In many cases, who and what we are supposed to be, with a splash of paint here and there to make ourselves unique to some extent, is good enough, and this identity is then presented as an answer to who we are.
In other cases, individuals enter a time of personal crisis when they realise what they are supposed to be is not consistent with what they have discovered about themselves, or that it is not who or what they want to be. Changes must then necessarily be made, even if it sometimes requires years of uncertainty and intense introspection. In the ideal scenario, these individuals will be able to reappear to the world after a period of so-called identity crisis, albeit this time with a few changes to their personality and/or appearance.
This “new” person will always be constructed on the foundation of the “old” person – early experiences, both positive and negative, are usually already too intimately woven into the psyche of the person to simply reject it as “no longer applicable”. Certain characteristics of the “old” person may still be in tact; but even if certain aspects of personality are retained, the “owner” of these characteristics will now claim them as their own and not simply as the result of pressure that had been put on them in their formative years to manipulate them to be what they were supposed to be.
It is also said that the person who has found or defined his or her “own self”, has become their “own person”. How much of this “self” is really your own, remains of course an open question.
SATURDAY, 3 APRIL 2004
It is really impressive how we sometimes make caricatures of people with whom we regularly share our lives so they can be puppets in our own world. Well, we all do it, so no one complains too much about it. (Again a matter of mutual agreement: “I won’t point it out if you do it as long as you don’t point it out when I do it.”)
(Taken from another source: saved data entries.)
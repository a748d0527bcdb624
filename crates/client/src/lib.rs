//! TalentHub Client Library
//!
//! Client SDK for the TalentHub backend API: configuration, durable session
//! storage, a shared request gateway with bearer-token authentication, and
//! one typed method per backend endpoint.
//!
//! ## Features
//!
//! - **Injected configuration**: both base URLs resolved once at startup
//! - **Abstract session storage**: trait-based token/profile persistence
//!   with file and in-memory backends
//! - **Single request path**: every operation funnels through one gateway
//!   that normalizes failures into message-carrying errors
//! - **Async throughout**: one suspension point per operation
//!
//! ## Quick Start
//!
//! ```no_run
//! use talenthub_client::{ApiClient, ClientConfig, Connection, MemorySessionStore};
//!
//! #[tokio::main]
//! async fn main() -> talenthub_client::Result<()> {
//!     let config = ClientConfig::local();
//!     let client = ApiClient::new(Connection::new(config, MemorySessionStore::new()));
//!
//!     let session = client.login("student@example.com", "Passw0rd!").await?;
//!     println!("logged in as {}", session.user["name"]);
//!
//!     let summary = client.dashboard_summary().await?;
//!     println!("{summary:#}");
//!
//!     client.logout().await
//! }
//! ```

pub mod client;
pub mod config;
pub mod connection;
pub mod errors;
pub mod password;
pub mod session;

// Re-export main types for easy access
pub use client::ApiClient;
pub use config::ClientConfig;
pub use connection::{ApiBase, Connection};
pub use errors::ApiError;
pub use eyre::Result;
pub use password::{validate_password, PasswordValidation};
pub use session::{FileSessionStore, MemorySessionStore, Session, SessionStore};
// Re-export common types
pub use url::Url;

/// Current version of the client library
pub const VERSION: &str = env!("CARGO_PKG_VERSION");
But when we see someone expects a certain “act” from us, or expect us to be some or other character and this does not correspond with how we feel at that moment, or with how we would actually like to be seen, it can get a tad annoying. Or when it is expected of us to suppress certain aspects of our personality for the sake of being what we are supposed to be in the other person’s view of us – as in, “Be a good friend now and play yourself right, okay?”
The question could also be asked how many people actually know their own nuances. And how many people depend on their friends’ characterisation of them to know who they are and to know how they should act?